Stasera il “Fantasma” di Gennaro Jovine allo Zambra di Ortona

26 Gennaio 2024

ORTONA. Questa sera alle 20.45, Unaltroteatro di Arturo Scognamiglio e Lorenza Sorino ospitano, negli spazi del Cinema Auditorium Zambra di Ortona, Gennaro Jovine. Fantasmi, protagonista lo stesso...

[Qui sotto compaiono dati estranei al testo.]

// Licensed under the Apache License, Version 2.0 (the "License");
// you may not use this file except in compliance with the License.
// You may obtain a copy of the License at
//
// http://www.apache.org/licenses/LICENSE-2.0
//
// Unless required by applicable law or agreed to in writing, software
// distributed under the License is distributed on an "AS IS" BASIS,
// WITHOUT WARRANTIES OR CONDITIONS OF ANY KIND, either express or implied.
// See the License for the specific language governing permissions and
// limitations under the License.
//

//! Host key trust stores.
//!
//! A [`TrustStore`] answers one question during key exchange: is this host
//! key known for this host and port? The engine fails closed; any answer
//! other than [`HostTrust::Trusted`] aborts the handshake with
//! [`Error::HostKeyUntrusted`][crate::Error::HostKeyUntrusted] before any
//! authentication data is sent. Learning a key is always an explicit caller
//! decision, never a side effect of connecting.

use std::collections::HashMap;

use log::debug;
use ssh_key::{HashAlg, PublicKey};

/// The verdict of a trust store about a host key.
#[derive(Debug, Clone, Copy, PartialEq, Eq)]
pub enum HostTrust {
    /// The key is on record for this host.
    Trusted,
    /// Nothing is on record for this host.
    Unknown,
    /// Keys are on record for this host, and this is not one of them.
    Mismatch,
}

/// A store of known host keys.
pub trait TrustStore: Send + Sync {
    fn check(&self, host: &str, port: u16, key: &PublicKey) -> HostTrust;

    /// Record `key` as trusted for `(host, port)`.
    fn learn(&mut self, host: &str, port: u16, key: &PublicKey);
}

/// An in-memory trust store, seeded by the caller.
///
/// Front-ends with persistent state are expected to wrap their own storage
/// in [`TrustStore`] instead; nothing here survives the process.
#[derive(Debug, Default)]
pub struct MemoryTrustStore {
    keys: HashMap<(String, u16), Vec<PublicKey>>,
}

impl MemoryTrustStore {
    pub fn new() -> Self {
        Self::default()
    }
}

impl TrustStore for MemoryTrustStore {
    fn check(&self, host: &str, port: u16, key: &PublicKey) -> HostTrust {
        match self.keys.get(&(host.to_owned(), port)) {
            None => HostTrust::Unknown,
            Some(known) if known.iter().any(|k| k.key_data() == key.key_data()) => {
                HostTrust::Trusted
            }
            Some(_) => {
                debug!(
                    "host key mismatch for {host}:{port}, offered {}",
                    key.fingerprint(HashAlg::Sha256)
                );
                HostTrust::Mismatch
            }
        }
    }

    fn learn(&mut self, host: &str, port: u16, key: &PublicKey) {
        let entry = self.keys.entry((host.to_owned(), port)).or_default();
        if !entry.iter().any(|k| k.key_data() == key.key_data()) {
            debug!(
                "learning host key for {host}:{port}: {}",
                key.fingerprint(HashAlg::Sha256)
            );
            entry.push(key.clone());
        }
    }
}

ORTONA. Questa sera alle 20.45, Unaltroteatro di Arturo Scognamiglio e Lorenza Sorino ospitano, negli spazi del Cinema Auditorium Zambra di Ortona, Gennaro Jovine. Fantasmi, protagonista lo stesso Scognamiglio. Il fantasma Jovine, come già il fantasma Bastianazzo, fa parte del ciclo di drammaturgie Fantasmi di Michele Santeramo. Ogni personaggio del teatro, della letteratura o davvero esistito può essere un fantasma. Ha vissuto già una vita, un pezzo di morte, conosce cose dell’animo umano che a noi sfuggono. Ci prende in giro, ci fa ridere delle nostre debolezze, dei nostri tic. Ciascuna drammaturgia è abitata da un personaggio che torna dal buio del palcoscenico per provocare lo spettatore in un rapporto diretto. Spiega Santeramo: «Ho conosciuto Arturo a Napoli, dopo una replica del mio Storia d’amore e di calcio. Un Fantasma napoletano è stato l’approdo più naturale. Attraverso Gennaro Jovine abbiamo capito che bisogna essere per niente cinici, affatto cattivi, forse davvero fessi, per capire quanto è utile star lontani dalla guerra». Gennaro Jovine viene da Napoli Milionaria di Eduardo de Filippo. È un testimone della guerra e dalla guerra vuole allontanarsi. È un tranviere, pater familias di casa Jovine al momento senza lavoro e sin dalle prime battute appare chiaro che a comandare in famiglia e la moglie, donna Amalia. Gennaro vive apparentemente appartato, si è ritagliato nel già angusto basso un piccolissimo spazio suo, dove dorme, riposa, si lava, si fa la barba. Reduce della Prima guerra mondiale, ne è uscito sconvolto e fisicamente provato. È una persona onesta e non capisce, o fa finta di non capire, che genere di attività conduce donna Amalia, attività che comunque consente a tutta la famiglia, e quindi anche a lui, di vivere discretamente.
Come spiega Santeramo: «credo che una drammaturgia pensata oggi, almeno per me, debba considerare lo spettatore al pari di un personaggio in commedia. La mia drammaturgia deve chiedersi, oltre a cosa succede al personaggio, anche cosa succede allo spettatore. Il tutto mediato dalla presenza dell’attore».